:: Exercise brief ::
Which lines of the entries hold the string "clone"? Copy each one.

:: Given records ::
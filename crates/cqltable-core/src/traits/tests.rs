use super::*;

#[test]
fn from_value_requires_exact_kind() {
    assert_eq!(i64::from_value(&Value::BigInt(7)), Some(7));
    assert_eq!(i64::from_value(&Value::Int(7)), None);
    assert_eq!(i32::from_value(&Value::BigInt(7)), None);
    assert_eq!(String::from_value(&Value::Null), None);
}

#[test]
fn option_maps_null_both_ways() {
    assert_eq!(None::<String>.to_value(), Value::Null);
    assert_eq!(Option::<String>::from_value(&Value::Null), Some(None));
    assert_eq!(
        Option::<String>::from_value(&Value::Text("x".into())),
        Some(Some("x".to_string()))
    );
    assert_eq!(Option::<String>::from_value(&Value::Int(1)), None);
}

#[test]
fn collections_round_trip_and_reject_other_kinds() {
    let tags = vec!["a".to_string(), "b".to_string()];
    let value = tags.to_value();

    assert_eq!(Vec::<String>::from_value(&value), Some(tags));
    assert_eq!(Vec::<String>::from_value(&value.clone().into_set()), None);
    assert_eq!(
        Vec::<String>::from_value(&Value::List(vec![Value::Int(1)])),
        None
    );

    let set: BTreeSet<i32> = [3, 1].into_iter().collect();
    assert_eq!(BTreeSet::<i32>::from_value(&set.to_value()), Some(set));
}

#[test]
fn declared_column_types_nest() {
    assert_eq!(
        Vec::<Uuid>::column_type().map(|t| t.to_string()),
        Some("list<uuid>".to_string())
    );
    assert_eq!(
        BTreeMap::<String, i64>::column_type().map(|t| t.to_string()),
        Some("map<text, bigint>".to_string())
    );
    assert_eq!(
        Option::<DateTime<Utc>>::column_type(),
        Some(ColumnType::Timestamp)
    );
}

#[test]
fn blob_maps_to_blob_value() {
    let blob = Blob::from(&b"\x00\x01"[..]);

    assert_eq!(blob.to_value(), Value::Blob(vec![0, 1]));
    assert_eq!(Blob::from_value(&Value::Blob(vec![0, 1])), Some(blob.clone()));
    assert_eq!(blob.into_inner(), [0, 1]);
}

:: Exercise response ::
    assert_eq!(Vec::<String>::from_value(&value.clone().into_set()), None);
    assert_eq!(Blob::from_value(&Value::Blob(vec![0, 1])), Some(blob.clone()));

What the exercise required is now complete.